Divergent historical events have led to great differences between ways of viewing the world in European thought and in the Islamic world. These differences lead to misunderstandings and hostility, which are currently the source of conflicts and misery for large numbers of human beings in the Islamic world and outside of it. One major goal of this survey is to present Islamic views on how to arrange economic affairs in a society to a Western audience. I will focus on the contrasts between Islamic and Western views and show that there are coherent alternatives to prevalent and dominant Western views on the subject. This is subordinate to the larger goal of creating better understanding and sympathy across the cultural divide, in the hope that this will improve the conditions of human beings living on this planet. I also hope that understanding Islamic views, which closely match pre-modern Western views, will provide deeper insights into some essential but largely forgotten aspects of the Western heritage, as well as a better understanding of the roots of the numerous attempts to construct alternatives to modernity currently under way in the West.

 

Some methods and style of discourse utilized below are adapted to these goals, which are different from those of a typical academic paper. Excessive attention to detail would distract from the goal of providing a panoramic description of a coherent and integrated alternative worldview.
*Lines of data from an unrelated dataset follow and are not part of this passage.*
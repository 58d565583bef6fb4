// Copyright (c) 2022 MASSA LABS <info@massa.net>

use std::collections::BTreeMap;

use dagpow_hash::hash::Hash;
use dagpow_models::{config::BEST_SHARE_WINDOW_SLOTS, ChannelId, Difficulty};
use dagpow_sync_exports::{ActivePeers, SyncController};
use dagpow_time::DagTime;
use serde::Serialize;

use crate::{AwardManager, BlockTemplateProvider, MinerNotifier};

/// Lifecycle of the block producer
#[derive(Debug, Clone, Copy, PartialEq, Eq, Serialize)]
pub enum ProducerState {
    /// no thread running
    Stopped,
    /// sealing blocks
    Running,
    /// threads running but the node is still catching up: cycles roll over
    /// without sealing
    Syncing,
}

/// Share statistics of one miner connection
#[derive(Debug, Clone, Default, PartialEq, Eq, Serialize)]
pub struct ChannelStats {
    /// shares for the current task
    pub accepted: u64,
    /// shares for another task
    pub stale: u64,
    /// best finalization hash found by this channel
    pub best_hash: Option<Hash>,
    /// time of the last share
    pub last_share_time: Option<DagTime>,
}

/// Production statistics snapshot
#[derive(Debug, Clone, PartialEq, Eq, Serialize)]
pub struct ProducerStats {
    /// lifecycle state
    pub state: ProducerState,
    /// index of the current task, if any
    pub task_index: Option<u64>,
    /// best hash of the current candidate
    pub best_hash: Option<Hash>,
    /// highest network difficulty reported
    pub network_difficulty: Difficulty,
    /// blocks sealed since start
    pub blocks_produced: u64,
    /// best share hash of each of the last 16 main periods
    pub best_share_window: Vec<Option<Hash>>,
    /// per connection share statistics
    pub channels: BTreeMap<ChannelId, ChannelStats>,
}

impl ProducerStats {
    /// stats of a producer that never ran
    pub fn new(state: ProducerState) -> Self {
        ProducerStats {
            state,
            task_index: None,
            best_hash: None,
            network_difficulty: Difficulty::default(),
            blocks_produced: 0,
            best_share_window: vec![None; BEST_SHARE_WINDOW_SLOTS],
            channels: BTreeMap::new(),
        }
    }
}

/// List of channels the producer will send commands to
#[derive(Clone)]
pub struct MiningChannels {
    /// builds candidate blocks
    pub template: Box<dyn BlockTemplateProvider>,
    /// dispatches tasks to miners
    pub notifier: Box<dyn MinerNotifier>,
    /// reward bookkeeping
    pub award: Box<dyn AwardManager>,
    /// admission path shared with peer blocks
    pub sync: Box<dyn SyncController>,
    /// broadcast targets
    pub peers: Box<dyn ActivePeers>,
}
From among a complex and diverse set of Islamic views, I have often picked one or two for the sake of maintaining consistency across a broad spectrum of issues to be discussed. I have similarly chosen certain ‘Enlightenment’ perspectives to represent Western views, as these views offer the maximum contrast with the Islamic views. This approach is subject to the well-known weaknesses of the technique of ‘binary opposition’, but it serves my purpose here of sketching a coherent Islamic view on economic affairs with a minimum of brush strokes. I apologise in advance to both Eastern and Western readers with heterodox views who feel misrepresented by the sketchy characterizations offered of both poles of a binary opposition. Points of view offered as ‘Islamic’ below are supported by Islamic source texts and held by substantial numbers of Muslims, but are not necessarily majority or dominant views. A similar warning should be kept in mind for views labelled ‘Western’, by which I usually mean views emerging out of the Enlightenment project of rejecting religion and tradition, and relying on observations and logic as the sole source of trustworthy knowledge.

 

A peculiar aspect of knowledge is that one who does not have it does not know what he or she does not have. A non-mathematician will not be thrilled by the elegance of the Law of the Iterated Logarithms, will not be able to differentiate between trivial and deep results, appreciate subtleties, or evaluate the relative skill of experts and separate them from charlatans. Even more, that person will not be able to assess the difference that possession of such knowledge will make to his or her own life.  Views like those of Macaulay’s that “a single shelf of a good European library was worth the whole native literature of India and Arabia”, cannot easily be refuted. The effort required to acquire alien types of knowledge will not be made by those who do not appreciate the value of this type of knowledge. Without investment of substantial time and effort, appreciation of a complex and sophisticated alien structure of knowledge cannot be acquired. Once acquired, it cannot be easily conveyed to others, especially to those disdainful about the value of such knowledge. The Arabic word for `student’ translates to ‘seeker of knowledge’ and an attitude of humility, as well as the desire or passion to acquire knowledge and to value it above all things, are essential characteristics for a student in the Islamic tradition.